LXVIII
L’autorité reprend ses droits


La Fantine n’avait point vu Javert depuis le jour où M. le maire l’avait arrachée à cet homme. Son cerveau malade ne se rendit compte de rien, seulement elle ne douta pas qu’il ne revînt la chercher. Elle ne put supporter cette figure affreuse, elle se sentit expirer, elle cacha son visage de ses deux mains et cria avec angoisse :

— Monsieur Madeleine, sauvez-moi !

Jean Valjean — nous ne le nommerons plus désormais autrement — s’était levé. Il dit à Fantine de sa voix la plus douce et la plus calme :

— Soyez tranquille, Ce n’est pas pour vous qu’il vient.

Puis il s’adressa à Javert et lui dit :

— Je sais ce que vous voulez.

Javert répondit :

— Allons, vite !

Il y eut dans l’inflexion qui accompagna ces deux mots je ne sais quoi de fauve et de frénétique.

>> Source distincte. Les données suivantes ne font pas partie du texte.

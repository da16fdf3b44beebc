//! Biostream Core - filtering, sample history, link quality and sessions
//!
//! This library holds the synchronous domain logic behind the biostream
//! server: a causal band-pass filter that carries its state across samples,
//! a bounded sample history, per-viewer delivery quality accounting and the
//! bearer-token session authority. Nothing here touches the network.

pub mod dsp;
pub mod ingest;
pub mod session;
pub mod stats;

pub use dsp::{
    buffer::SampleBuffer,
    filter::{FilterConfig, StreamingFilter},
};
pub use session::authority::SessionAuthority;
pub use stats::quality::QualityTracker;

/// Application version from Cargo.toml
pub const VERSION: &str = env!("CARGO_PKG_VERSION");

/// Build date (YYYY-MM-DD), set by build.rs
pub const BUILD_DATE: &str = env!("BUILD_DATE");

/// Default sensor sample rate in Hz
pub const DEFAULT_SAMPLE_RATE: u32 = 100;

/// Default number of samples kept for late joiners and windowed queries
pub const DEFAULT_BUFFER_CAPACITY: usize = 1000;

/// Default maximum number of simultaneously registered viewers
pub const DEFAULT_MAX_CLIENTS: usize = 4;

/// Default bearer token lifetime (24 hours)
pub const DEFAULT_SESSION_TTL_SECS: u64 = 24 * 3600;
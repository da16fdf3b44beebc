//! Throughput of the signal path: live filtering, batch filtering and
//! pulse estimation at typical PPG sizes.

use biostream::dsp::filter::{FilterConfig, StreamingFilter};
use biostream::dsp::spectrum::estimate_pulse_rate;
use criterion::{black_box, criterion_group, criterion_main, BenchmarkId, Criterion};
use std::f64::consts::PI;

fn ppg(n: usize, fs: f64) -> Vec<f64> {
    (0..n)
        .map(|i| {
            let t = i as f64 / fs;
            512.0 + 80.0 * (2.0 * PI * 1.2 * t).sin() + 5.0 * (2.0 * PI * 50.0 * t).sin()
        })
        .collect()
}

fn bench_process_sample(c: &mut Criterion) {
    let mut group = c.benchmark_group("process_sample");
    let signal = ppg(1000, 100.0);

    for order in [2usize, 4, 8] {
        let config = FilterConfig {
            order,
            ..FilterConfig::default()
        };
        group.bench_with_input(BenchmarkId::from_parameter(order), &config, |b, config| {
            let mut filter = StreamingFilter::new(*config).unwrap();
            b.iter(|| {
                for (i, &v) in signal.iter().enumerate() {
                    black_box(filter.process_sample(i as f64 * 0.01, v));
                }
            });
        });
    }
    group.finish();
}

fn bench_apply_to_array(c: &mut Criterion) {
    let mut group = c.benchmark_group("apply_to_array");
    let filter = StreamingFilter::new(FilterConfig::default()).unwrap();

    for len in [100usize, 1_000, 10_000] {
        let signal = ppg(len, 100.0);
        group.bench_with_input(BenchmarkId::from_parameter(len), &signal, |b, signal| {
            b.iter(|| black_box(filter.apply_to_array(black_box(signal))));
        });
    }
    group.finish();
}

fn bench_pulse_estimate(c: &mut Criterion) {
    let signal = ppg(1000, 100.0);
    c.bench_function("estimate_pulse_rate_10s", |b| {
        b.iter(|| black_box(estimate_pulse_rate(black_box(&signal), 100.0)));
    });
}

criterion_group!(
    benches,
    bench_process_sample,
    bench_apply_to_array,
    bench_pulse_estimate
);
criterion_main!(benches);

Javert ne dit pas : Allons, vite ! il dit : Allonouaite ! Aucune orthographe ne pourrait rendre l’accent dont cela fut prononcé ; ce n’était plus une parole humaine, c’était un rugissement.

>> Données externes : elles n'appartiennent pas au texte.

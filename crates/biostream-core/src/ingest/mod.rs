//! Sensor line parsing
//!
//! Sensor firmware prints one reading per line. Three shapes are accepted:
//!
//! - `"t,v"`: explicit timestamp in seconds and value
//! - `"label:X,label:Y,..."`: labelled channels, the first value is the signal
//! - `"v"`: a bare value
//!
//! Lines without their own timestamp are stamped with the time elapsed since
//! the parser was created.

use std::time::Instant;

/// Parse one line, stamping untimed readings with `elapsed_secs`
///
/// Returns `None` for blank or unparseable lines.
pub fn parse_line(line: &str, elapsed_secs: f64) -> Option<(f64, f64)> {
    let line = line.trim();
    if line.is_empty() {
        return None;
    }

    if line.contains(':') {
        let first = line.split(',').next()?;
        let (_, value) = first.split_once(':')?;
        let value = parse_finite(value)?;
        return Some((elapsed_secs, value));
    }

    match line.split_once(',') {
        Some((t, v)) => Some((parse_finite(t)?, parse_finite(v)?)),
        None => Some((elapsed_secs, parse_finite(line)?)),
    }
}

fn parse_finite(field: &str) -> Option<f64> {
    field.trim().parse::<f64>().ok().filter(|v| v.is_finite())
}

/// Stateful parser that tracks elapsed time for untimed lines
#[derive(Debug, Clone)]
pub struct LineParser {
    started: Instant,
    parsed: u64,
    rejected: u64,
}

impl LineParser {
    pub fn new() -> Self {
        Self {
            started: Instant::now(),
            parsed: 0,
            rejected: 0,
        }
    }

    /// Parse a line using the time since this parser was created
    pub fn parse(&mut self, line: &str) -> Option<(f64, f64)> {
        self.parse_at(line, Instant::now())
    }

    /// Same as [`Self::parse`] with an explicit clock reading
    pub fn parse_at(&mut self, line: &str, now: Instant) -> Option<(f64, f64)> {
        let elapsed = now.saturating_duration_since(self.started).as_secs_f64();
        match parse_line(line, elapsed) {
            Some(reading) => {
                self.parsed += 1;
                Some(reading)
            }
            None => {
                if !line.trim().is_empty() {
                    self.rejected += 1;
                    tracing::debug!(line = line.trim(), "sensor_line_rejected");
                }
                None
            }
        }
    }

    /// Lines turned into readings so far
    pub fn parsed(&self) -> u64 {
        self.parsed
    }

    /// Non-blank lines that could not be parsed
    pub fn rejected(&self) -> u64 {
        self.rejected
    }
}

impl Default for LineParser {
    fn default() -> Self {
        Self::new()
    }
}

Il ne fit point comme d’habitude ; il n’entra point en matière ; il n’exhiba point de mandat d’amener. Pour lui, Jean Valjean était une sorte de combattant mystérieux et insaisissable, un lutteur ténébreux qu’il étreignait depuis cinq ans sans pouvoir le renverser. Cette arrestation n’était pas un commencement, mais une fin. Il se borna à dire : Allons, vite !

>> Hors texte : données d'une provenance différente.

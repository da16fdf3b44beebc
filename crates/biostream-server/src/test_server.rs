//! Standalone test server for E2E testing
//!
//! Starts the server with a synthetic PPG-like signal (1.2 Hz pulse plus a
//! slow baseline wander) fed at the configured sample rate, so the REST API
//! and WebSocket stream can be exercised without sensor hardware.
//! Password is `test` unless BIOSTREAM_PASSWORD is set.

use biostream_server::{AppState, Coordinator, CoordinatorHandle, ServerConfig, StreamConfig};
use std::f64::consts::PI;
use std::time::Duration;

#[tokio::main]
async fn main() {
    tracing_subscriber::fmt()
        .with_env_filter(
            tracing_subscriber::EnvFilter::from_default_env()
                .add_directive("biostream=debug".parse().unwrap()),
        )
        .init();

    let port = std::env::var("PORT")
        .ok()
        .and_then(|p| p.parse().ok())
        .unwrap_or(8765u16);
    let password = std::env::var("BIOSTREAM_PASSWORD").unwrap_or_else(|_| "test".to_string());

    let stream = StreamConfig {
        password,
        ..StreamConfig::default()
    };
    let sample_rate = stream.sample_rate;
    let coordinator = match Coordinator::new(stream) {
        Ok(c) => c,
        Err(e) => {
            tracing::error!("Invalid filter configuration: {}", e);
            std::process::exit(1);
        }
    };
    let handle = CoordinatorHandle::spawn(coordinator);

    let feeder = tokio::spawn(synthetic_feed(handle.clone(), sample_rate));
    handle.attach_source(feeder.abort_handle()).await;
    handle.set_source_active(true).await;

    let config = ServerConfig {
        port,
        bind_addr: "127.0.0.1".to_string(),
    };
    let state = AppState::new(handle.clone(), config);

    tracing::info!(port, "Test server starting");

    let shutdown = async move {
        let _ = tokio::signal::ctrl_c().await;
        let _ = handle.shutdown().await;
    };
    if let Err(e) = biostream_server::start_server(state, shutdown).await {
        tracing::error!("Server error: {}", e);
        std::process::exit(1);
    }
}

async fn synthetic_feed(handle: CoordinatorHandle, sample_rate: u32) {
    let period = Duration::from_secs_f64(1.0 / sample_rate.max(1) as f64);
    let mut ticker = tokio::time::interval(period);
    let mut n = 0u64;
    loop {
        ticker.tick().await;
        let t = n as f64 / sample_rate as f64;
        let value = 512.0 + 80.0 * (2.0 * PI * 1.2 * t).sin() + 20.0 * (2.0 * PI * 0.1 * t).sin();
        handle.on_sample(t, value);
        n += 1;
    }
}
//! WebSocket endpoint for the live sample stream
//!
//! Viewers connect to /api/v1/ws?token=T (or send a Bearer header). The
//! client is registered with the coordinator before the upgrade, so a bad
//! token or a full server is answered with a plain HTTP error and no socket
//! is ever opened.

use crate::api::bearer_token;
use crate::coordinator::ClientId;
use crate::error::ApiError;
use crate::protocol::{ClientMessage, ServerMessage};
use crate::AppState;
use axum::extract::ws::{Message, WebSocket, WebSocketUpgrade};
use axum::extract::{Query, State};
use axum::http::{HeaderMap, StatusCode};
use axum::response::{IntoResponse, Response};
use futures_util::{SinkExt, StreamExt};
use serde::Deserialize;
use tokio::sync::mpsc;

#[derive(Debug, Deserialize)]
pub struct WsParams {
    pub token: Option<String>,
}

/// WebSocket upgrade handler
pub async fn ws_handler(
    ws: WebSocketUpgrade,
    Query(params): Query<WsParams>,
    headers: HeaderMap,
    State(state): State<AppState>,
) -> Response {
    let token = params
        .token
        .or_else(|| bearer_token(&headers).map(str::to_string));
    let Some(token) = token else {
        return into_http(ApiError::MissingToken);
    };

    let (link, outbound) = state.coordinator.link();
    let client_id = match state.coordinator.register(token, link).await {
        Ok(Ok(client_id)) => client_id,
        Ok(Err(e)) => return into_http(e.into()),
        Err(e) => return into_http(e.into()),
    };

    ws.on_upgrade(move |socket| handle_ws(socket, state, client_id, outbound))
}

fn into_http(err: ApiError) -> Response {
    let (status, message): (StatusCode, String) = err.into();
    (status, message).into_response()
}

/// Handle an individual WebSocket connection
async fn handle_ws(
    socket: WebSocket,
    state: AppState,
    client_id: ClientId,
    mut outbound: mpsc::Receiver<ServerMessage>,
) {
    let (mut ws_sender, mut ws_receiver) = socket.split();

    // Drain the client's queue; the coordinator closing it ends the stream
    let mut send_task = tokio::spawn(async move {
        while let Some(message) = outbound.recv().await {
            let json = match serde_json::to_string(&message) {
                Ok(json) => json,
                Err(e) => {
                    tracing::error!(error = %e, "message_encode_failed");
                    continue;
                }
            };
            if ws_sender.send(Message::Text(json.into())).await.is_err() {
                return;
            }
        }
        let _ = ws_sender.send(Message::Close(None)).await;
    });

    // Forward acknowledgements to the coordinator
    let coordinator = state.coordinator.clone();
    let ack_client = client_id.clone();
    let mut recv_task = tokio::spawn(async move {
        while let Some(Ok(msg)) = ws_receiver.next().await {
            match msg {
                Message::Text(text) => match serde_json::from_str::<ClientMessage>(&text) {
                    Ok(ClientMessage::Ack { seq, client_time }) => {
                        coordinator.ack(ack_client.clone(), seq, client_time).await;
                    }
                    Err(e) => {
                        tracing::debug!(client = %ack_client, error = %e, "client_message_ignored");
                    }
                },
                Message::Close(_) => break,
                _ => {}
            }
        }
    });

    // Wait for either task to finish
    tokio::select! {
        _ = &mut send_task => {
            recv_task.abort();
        }
        _ = &mut recv_task => {
            send_task.abort();
        }
    }

    state.coordinator.unregister(client_id.clone()).await;
    tracing::debug!(client = %client_id, "WebSocket client disconnected");
}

En parlant ainsi, il ne fit point un pas ; il lança sur Jean Valjean ce regard qu’il jetait comme un crampon, et avec lequel il avait coutume de tirer violemment les misérables à lui.

C’était ce regard que la Fantine avait senti pénétrer jusque dans la moelle de ses os, deux mois auparavant.

Au cri de Javert, Fantine avait rouvert les yeux. Mais M. le maire était là. Que pouvait-elle craindre ?

Javert avança au milieu de la chambre et cria :

— Ah çà ! viendras-tu ?
La malheureuse regarda autour d’elle. Il n’y avait personne que la religieuse et monsieur le maire. À qui pouvait s’adresser ce tutoiement abject ? À elle seulement. Elle frissonna.

Alors elle vit une chose inouïe, tellement inouïe que jamais rien de pareil ne lui était apparu dans les plus noirs délires de la fièvre.

Elle vit le mouchard Javert saisir au collet monsieur le maire ; elle vit monsieur le maire courber la tête. Il lui sembla que le monde s’évanouissait.

Javert, en effet, avait pris Jean Valjean au collet.

— Monsieur le maire ! cria Fantine.

Javert éclata de rire, de cet affreux rire qui lui déchaussait toutes les dents.

— Il n’y a plus de monsieur le maire ici !

Jean Valjean n’essaya pas de déranger la main qui tenait le col de sa redingote. Il dit :

— Javert…

Javert l’interrompit : — Appelle-moi monsieur l’inspecteur.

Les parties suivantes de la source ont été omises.